» **What you need to do**: The whole listing below is to be copied exactly.

» **Source information**:
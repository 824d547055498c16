
use std::collections::HashMap;
use std::sync::atomic::{AtomicUsize, Ordering};

use crate::catalog::{BookRecord, Catalog};
use crate::semantic::embeddings::{model_id_for, EmbeddingError};
use crate::semantic::{EmbeddingMatrix, TextEncoder};

/// Encoder returning canned vectors, counting every call.
pub struct StubEncoder {
    vectors: HashMap<String, Vec<f32>>,
    fallback: Vec<f32>,
    model: &'static str,
    failing: bool,
    short_batches: bool,
    calls: AtomicUsize,
}

impl StubEncoder {
    pub fn new(fallback: Vec<f32>) -> Self {
        Self {
            vectors: HashMap::new(),
            fallback,
            model: "stub-model",
            failing: false,
            short_batches: false,
            calls: AtomicUsize::new(0),
        }
    }

    /// Return `vector` for texts containing `keyword`.
    pub fn with_keyword(mut self, keyword: &str, vector: Vec<f32>) -> Self {
        self.vectors.insert(keyword.to_string(), vector);
        self
    }

    pub fn with_model(mut self, model: &'static str) -> Self {
        self.model = model;
        self
    }

    pub fn failing(mut self) -> Self {
        self.failing = true;
        self
    }

    /// Drop the last vector of every batch.
    pub fn short_batches(mut self) -> Self {
        self.short_batches = true;
        self
    }

    pub fn calls(&self) -> usize {
        self.calls.load(Ordering::SeqCst)
    }
}

impl TextEncoder for StubEncoder {
    fn embed(&self, text: &str) -> Result<Vec<f32>, EmbeddingError> {
        self.calls.fetch_add(1, Ordering::SeqCst);
        if self.failing {
            return Err(EmbeddingError::EmbeddingFailed("stub failure".to_string()));
        }

        let vector = self
            .vectors
            .iter()
            .find(|(keyword, _)| text.contains(keyword.as_str()))
            .map(|(_, vector)| vector.clone())
            .unwrap_or_else(|| self.fallback.clone());
        Ok(vector)
    }

    fn embed_batch(&self, texts: &[String]) -> Result<Vec<Vec<f32>>, EmbeddingError> {
        let mut vectors = texts
            .iter()
            .map(|text| self.embed(text))
            .collect::<Result<Vec<_>, _>>()?;
        if self.short_batches {
            vectors.pop();
        }
        Ok(vectors)
    }

    fn dimensions(&self) -> usize {
        self.fallback.len()
    }

    fn model_id(&self) -> [u8; 32] {
        model_id_for(self.model)
    }
}

/// Six books with hand-placed 2-d embeddings: a fantasy cluster near
/// `[1, 0]` and a second cluster near `[0, 1]`.
pub fn fixture() -> (Catalog, EmbeddingMatrix) {
    let rows = vec![
        (
            BookRecord::new("The Colour of Magic")
                .with_authors(["Terry Pratchett"])
                .with_series("Discworld")
                .with_genres(["Fantasy", "Humor"])
                .with_language("en", "English")
                .with_rating(4.0)
                .with_description("A wizard and a tourist"),
            vec![1.0, 0.0],
        ),
        (
            BookRecord::new("The Light Fantastic")
                .with_authors(["Terry Pratchett"])
                .with_series("Discworld")
                .with_genres(["Fantasy"])
                .with_language("en", "English")
                .with_rating(4.1)
                .with_description("The wizard returns"),
            vec![0.95, 0.05],
        ),
        (
            BookRecord::new("Good Omens")
                .with_authors(["Terry Pratchett", "Neil Gaiman"])
                .with_genres(["Fantasy", "Humor"])
                .with_language("en", "English")
                .with_rating(4.3)
                .with_description("An angel and a demon"),
            vec![0.9, 0.2],
        ),
        (
            BookRecord::new("American Gods")
                .with_authors(["Neil Gaiman"])
                .with_genres(["Fantasy", "Mythology"])
                .with_language("en", "English")
                .with_rating(4.0)
                .with_description("Old gods in a new country"),
            vec![0.7, 0.4],
        ),
        (
            BookRecord::new("L'Étranger")
                .with_authors(["Albert Camus"])
                .with_genres(["Classics", "Philosophy"])
                .with_language("fr", "French")
                .with_rating(4.2)
                .with_description("Un homme et le soleil"),
            vec![0.1, 1.0],
        ),
        (
            BookRecord::new("Dune")
                .with_authors(["Frank Herbert"])
                .with_series("Dune")
                .with_genres(["Science Fiction"])
                .with_language("en", "English")
                .with_rating(4.5)
                .with_description("Spice and sandworms"),
            vec![0.4, 0.9],
        ),
    ];

    let (books, vectors): (Vec<_>, Vec<_>) = rows.into_iter().unzip();
    let matrix = EmbeddingMatrix::from_rows(vectors).unwrap();
    (Catalog::from_records(books), matrix)
}

/// The fixture as CSV, in the same row order.
pub const FIXTURE_CSV: &str = "\
title,author,rating,description,genres,language,series
The Colour of Magic,['Terry Pratchett'],4.0,A wizard and a tourist,\"['Fantasy', 'Humor']\",English,Discworld
The Light Fantastic,['Terry Pratchett'],4.1,The wizard returns,['Fantasy'],English,Discworld
Good Omens,\"['Terry Pratchett', 'Neil Gaiman']\",4.3,An angel and a demon,\"['Fantasy', 'Humor']\",English,
American Gods,['Neil Gaiman'],4.0,Old gods in a new country,\"['Fantasy', 'Mythology']\",en,
L'Étranger,['Albert Camus'],4.2,Un homme et le soleil,\"['Classics', 'Philosophy']\",fr,
Dune,['Frank Herbert'],4.5,Spice and sandworms,['Science Fiction'],English,Dune
";

pub fn titles(books: &[crate::recommend::Candidate]) -> Vec<&str> {
    books.iter().map(|c| c.book.title.as_str()).collect()
}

» **Task solution**:
repository 824d547055498c16

use std::collections::HashMap;
use std::sync::atomic::{AtomicUsize, Ordering};

use crate::catalog::{BookRecord, Catalog};
use crate::semantic::embeddings::{model_id_for, EmbeddingError};
use crate::semantic::{EmbeddingMatrix, TextEncoder};

/// Encoder returning canned vectors, counting every call.
pub struct StubEncoder {
    vectors: HashMap<String, Vec<f32>>,
    fallback: Vec<f32>,
    model: &'static str,
    failing: bool,
    short_batches: bool,
    calls: AtomicUsize,
}

impl StubEncoder {
    pub fn new(fallback: Vec<f32>) -> Self {
        Self {
            vectors: HashMap::new(),
            fallback,
            model: "stub-model",
            failing: false,
            short_batches: false,
            calls: AtomicUsize::new(0),
        }
    }

    /// Return `vector` for texts containing `keyword`.
    pub fn with_keyword(mut self, keyword: &str, vector: Vec<f32>) -> Self {
        self.vectors.insert(keyword.to_string(), vector);
        self
    }

    pub fn with_model(mut self, model: &'static str) -> Self {
        self.model = model;
        self
    }

    pub fn failing(mut self) -> Self {
        self.failing = true;
        self
    }

    /// Drop the last vector of every batch.
    pub fn short_batches(mut self) -> Self {
        self.short_batches = true;
        self
    }

    pub fn calls(&self) -> usize {
        self.calls.load(Ordering::SeqCst)
    }
}

impl TextEncoder for StubEncoder {
    fn embed(&self, text: &str) -> Result<Vec<f32>, EmbeddingError> {
        self.calls.fetch_add(1, Ordering::SeqCst);
        if self.failing {
            return Err(EmbeddingError::EmbeddingFailed("stub failure".to_string()));
        }

        let vector = self
            .vectors
            .iter()
            .find(|(keyword, _)| text.contains(keyword.as_str()))
            .map(|(_, vector)| vector.clone())
            .unwrap_or_else(|| self.fallback.clone());
        Ok(vector)
    }

    fn embed_batch(&self, texts: &[String]) -> Result<Vec<Vec<f32>>, EmbeddingError> {
        let mut vectors = texts
            .iter()
            .map(|text| self.embed(text))
            .collect::<Result<Vec<_>, _>>()?;
        if self.short_batches {
            vectors.pop();
        }
        Ok(vectors)
    }

    fn dimensions(&self) -> usize {
        self.fallback.len()
    }

    fn model_id(&self) -> [u8; 32] {
        model_id_for(self.model)
    }
}

/// Six books with hand-placed 2-d embeddings: a fantasy cluster near
/// `[1, 0]` and a second cluster near `[0, 1]`.
pub fn fixture() -> (Catalog, EmbeddingMatrix) {
    let rows = vec![
        (
            BookRecord::new("The Colour of Magic")
                .with_authors(["Terry Pratchett"])
                .with_series("Discworld")
                .with_genres(["Fantasy", "Humor"])
                .with_language("en", "English")
                .with_rating(4.0)
                .with_description("A wizard and a tourist"),
            vec![1.0, 0.0],
        ),
        (
            BookRecord::new("The Light Fantastic")
                .with_authors(["Terry Pratchett"])
                .with_series("Discworld")
                .with_genres(["Fantasy"])
                .with_language("en", "English")
                .with_rating(4.1)
                .with_description("The wizard returns"),
            vec![0.95, 0.05],
        ),
        (
            BookRecord::new("Good Omens")
                .with_authors(["Terry Pratchett", "Neil Gaiman"])
                .with_genres(["Fantasy", "Humor"])
                .with_language("en", "English")
                .with_rating(4.3)
                .with_description("An angel and a demon"),
            vec![0.9, 0.2],
        ),
        (
            BookRecord::new("American Gods")
                .with_authors(["Neil Gaiman"])
                .with_genres(["Fantasy", "Mythology"])
                .with_language("en", "English")
                .with_rating(4.0)
                .with_description("Old gods in a new country"),
            vec![0.7, 0.4],
        ),
        (
            BookRecord::new("L'Étranger")
                .with_authors(["Albert Camus"])
                .with_genres(["Classics", "Philosophy"])
                .with_language("fr", "French")
                .with_rating(4.2)
                .with_description("Un homme et le soleil"),
            vec![0.1, 1.0],
        ),
        (
            BookRecord::new("Dune")
                .with_authors(["Frank Herbert"])
                .with_series("Dune")
                .with_genres(["Science Fiction"])
                .with_language("en", "English")
                .with_rating(4.5)
                .with_description("Spice and sandworms"),
            vec![0.4, 0.9],
        ),
    ];

    let (books, vectors): (Vec<_>, Vec<_>) = rows.into_iter().unzip();
    let matrix = EmbeddingMatrix::from_rows(vectors).unwrap();
    (Catalog::from_records(books), matrix)
}

/// The fixture as CSV, in the same row order.
pub const FIXTURE_CSV: &str = "\
title,author,rating,description,genres,language,series
The Colour of Magic,['Terry Pratchett'],4.0,A wizard and a tourist,\"['Fantasy', 'Humor']\",English,Discworld
The Light Fantastic,['Terry Pratchett'],4.1,The wizard returns,['Fantasy'],English,Discworld
Good Omens,\"['Terry Pratchett', 'Neil Gaiman']\",4.3,An angel and a demon,\"['Fantasy', 'Humor']\",English,
American Gods,['Neil Gaiman'],4.0,Old gods in a new country,\"['Fantasy', 'Mythology']\",en,
L'Étranger,['Albert Camus'],4.2,Un homme et le soleil,\"['Classics', 'Philosophy']\",fr,
Dune,['Frank Herbert'],4.5,Spice and sandworms,['Science Fiction'],English,Dune
";

pub fn titles(books: &[crate::recommend::Candidate]) -> Vec<&str> {
    books.iter().map(|c| c.book.title.as_str()).collect()
}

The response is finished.